• _What is needed_
Scan the records below for the line containing "filename src/google_oauth/credentials.rs" and the line containing "in which case". Copy both, plus every line between, exactly.

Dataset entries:
◇ ◇ ◇ ◇ ◇

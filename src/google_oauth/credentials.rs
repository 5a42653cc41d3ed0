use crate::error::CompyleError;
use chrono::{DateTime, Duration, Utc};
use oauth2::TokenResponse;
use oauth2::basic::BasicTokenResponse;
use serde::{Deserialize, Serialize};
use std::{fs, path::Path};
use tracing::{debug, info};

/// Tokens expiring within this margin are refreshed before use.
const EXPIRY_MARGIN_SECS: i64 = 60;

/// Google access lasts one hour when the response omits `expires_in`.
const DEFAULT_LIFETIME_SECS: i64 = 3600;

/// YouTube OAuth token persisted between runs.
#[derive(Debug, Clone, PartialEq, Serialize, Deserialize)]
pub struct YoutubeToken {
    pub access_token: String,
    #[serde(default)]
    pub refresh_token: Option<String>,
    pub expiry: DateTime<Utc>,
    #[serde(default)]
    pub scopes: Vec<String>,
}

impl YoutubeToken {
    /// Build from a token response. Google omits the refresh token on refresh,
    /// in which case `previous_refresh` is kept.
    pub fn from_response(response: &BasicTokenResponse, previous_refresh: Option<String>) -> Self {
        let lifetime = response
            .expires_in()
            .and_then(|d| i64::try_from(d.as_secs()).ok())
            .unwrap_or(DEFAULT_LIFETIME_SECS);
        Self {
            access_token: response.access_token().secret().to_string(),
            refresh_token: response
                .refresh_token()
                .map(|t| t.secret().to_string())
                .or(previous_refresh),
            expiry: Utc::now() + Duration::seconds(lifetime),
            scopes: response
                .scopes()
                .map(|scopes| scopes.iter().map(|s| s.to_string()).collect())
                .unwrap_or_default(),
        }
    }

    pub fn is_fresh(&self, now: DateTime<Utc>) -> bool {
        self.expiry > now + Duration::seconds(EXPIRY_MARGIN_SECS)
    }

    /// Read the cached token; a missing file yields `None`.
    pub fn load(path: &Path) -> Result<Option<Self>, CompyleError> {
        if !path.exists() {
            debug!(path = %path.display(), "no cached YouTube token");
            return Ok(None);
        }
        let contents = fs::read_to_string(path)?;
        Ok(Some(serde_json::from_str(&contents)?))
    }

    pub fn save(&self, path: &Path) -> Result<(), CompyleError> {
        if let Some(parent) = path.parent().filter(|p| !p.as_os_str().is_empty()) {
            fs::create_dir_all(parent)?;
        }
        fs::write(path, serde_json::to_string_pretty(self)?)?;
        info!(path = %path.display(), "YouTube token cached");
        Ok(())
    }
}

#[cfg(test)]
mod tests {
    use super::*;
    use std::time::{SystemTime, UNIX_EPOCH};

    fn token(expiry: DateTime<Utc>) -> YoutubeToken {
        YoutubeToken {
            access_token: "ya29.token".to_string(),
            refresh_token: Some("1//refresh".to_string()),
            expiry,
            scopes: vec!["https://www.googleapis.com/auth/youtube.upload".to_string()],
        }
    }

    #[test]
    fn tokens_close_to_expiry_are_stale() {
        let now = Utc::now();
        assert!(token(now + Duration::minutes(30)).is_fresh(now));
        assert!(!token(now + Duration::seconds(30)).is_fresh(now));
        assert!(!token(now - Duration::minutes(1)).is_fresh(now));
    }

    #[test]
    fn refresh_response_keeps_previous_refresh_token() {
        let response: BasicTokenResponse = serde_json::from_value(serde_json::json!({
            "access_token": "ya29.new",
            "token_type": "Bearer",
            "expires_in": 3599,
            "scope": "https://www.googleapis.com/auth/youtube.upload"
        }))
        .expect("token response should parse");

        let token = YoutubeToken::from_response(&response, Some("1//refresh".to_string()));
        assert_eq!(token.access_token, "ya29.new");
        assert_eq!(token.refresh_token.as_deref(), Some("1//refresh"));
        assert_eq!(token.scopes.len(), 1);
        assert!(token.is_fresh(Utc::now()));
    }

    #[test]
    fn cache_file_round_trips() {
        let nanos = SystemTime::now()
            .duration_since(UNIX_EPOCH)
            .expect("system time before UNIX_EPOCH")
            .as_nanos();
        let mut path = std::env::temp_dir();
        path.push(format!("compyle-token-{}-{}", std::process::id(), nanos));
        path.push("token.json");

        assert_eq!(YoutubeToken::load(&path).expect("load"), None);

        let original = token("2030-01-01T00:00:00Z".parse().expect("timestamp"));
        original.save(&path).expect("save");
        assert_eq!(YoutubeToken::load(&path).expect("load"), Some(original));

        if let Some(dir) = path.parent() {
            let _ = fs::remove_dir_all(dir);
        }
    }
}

◇ ◇ ◇ ◇ ◇

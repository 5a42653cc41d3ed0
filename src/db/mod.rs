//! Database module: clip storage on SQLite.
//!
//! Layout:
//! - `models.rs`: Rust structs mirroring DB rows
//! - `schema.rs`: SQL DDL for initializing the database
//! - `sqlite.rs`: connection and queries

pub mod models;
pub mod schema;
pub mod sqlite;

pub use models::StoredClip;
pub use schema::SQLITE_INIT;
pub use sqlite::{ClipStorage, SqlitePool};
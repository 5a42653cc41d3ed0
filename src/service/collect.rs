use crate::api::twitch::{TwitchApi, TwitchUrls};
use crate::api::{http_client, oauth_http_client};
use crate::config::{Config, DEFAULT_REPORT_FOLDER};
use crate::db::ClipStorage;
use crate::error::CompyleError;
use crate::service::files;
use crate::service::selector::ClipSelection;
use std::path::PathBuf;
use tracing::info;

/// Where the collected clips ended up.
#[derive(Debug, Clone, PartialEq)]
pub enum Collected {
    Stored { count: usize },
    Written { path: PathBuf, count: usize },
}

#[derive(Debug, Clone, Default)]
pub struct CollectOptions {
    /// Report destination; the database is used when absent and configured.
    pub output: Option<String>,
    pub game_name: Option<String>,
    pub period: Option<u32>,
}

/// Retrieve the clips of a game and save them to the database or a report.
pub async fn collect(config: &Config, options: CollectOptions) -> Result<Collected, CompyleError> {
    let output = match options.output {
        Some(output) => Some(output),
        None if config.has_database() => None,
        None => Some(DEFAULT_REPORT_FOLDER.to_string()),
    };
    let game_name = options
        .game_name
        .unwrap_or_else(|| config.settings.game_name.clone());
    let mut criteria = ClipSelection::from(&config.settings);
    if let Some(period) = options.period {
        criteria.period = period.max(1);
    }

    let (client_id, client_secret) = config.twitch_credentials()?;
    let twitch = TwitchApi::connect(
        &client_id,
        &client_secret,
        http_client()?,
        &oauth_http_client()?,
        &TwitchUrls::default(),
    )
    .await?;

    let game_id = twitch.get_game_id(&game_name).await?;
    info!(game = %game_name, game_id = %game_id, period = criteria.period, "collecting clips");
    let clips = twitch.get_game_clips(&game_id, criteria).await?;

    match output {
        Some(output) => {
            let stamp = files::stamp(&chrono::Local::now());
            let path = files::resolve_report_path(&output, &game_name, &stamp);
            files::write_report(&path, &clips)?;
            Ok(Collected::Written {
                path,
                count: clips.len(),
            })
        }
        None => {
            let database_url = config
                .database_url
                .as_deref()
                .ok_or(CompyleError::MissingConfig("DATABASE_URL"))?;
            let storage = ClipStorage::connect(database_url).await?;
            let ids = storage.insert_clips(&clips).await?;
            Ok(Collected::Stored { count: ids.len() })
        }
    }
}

◇ ◇ ◇ ◇ ◇

• _Expected output_
filename src/google_oauth/credentials.rs
repository 5a42653cc41d3ed0
use crate::error::CompyleError;
use chrono::{DateTime, Duration, Utc};
use oauth2::TokenResponse;
use oauth2::basic::BasicTokenResponse;
use serde::{Deserialize, Serialize};
use std::{fs, path::Path};
use tracing::{debug, info};

/// Tokens expiring within this margin are refreshed before use.
const EXPIRY_MARGIN_SECS: i64 = 60;

/// Google access lasts one hour when the response omits `expires_in`.
const DEFAULT_LIFETIME_SECS: i64 = 3600;

/// YouTube OAuth token persisted between runs.
#[derive(Debug, Clone, PartialEq, Serialize, Deserialize)]
pub struct YoutubeToken {
    pub access_token: String,
    #[serde(default)]
    pub refresh_token: Option<String>,
    pub expiry: DateTime<Utc>,
    #[serde(default)]
    pub scopes: Vec<String>,
}

impl YoutubeToken {
    /// Build from a token response. Google omits the refresh token on refresh,
    /// in which case `previous_refresh` is kept.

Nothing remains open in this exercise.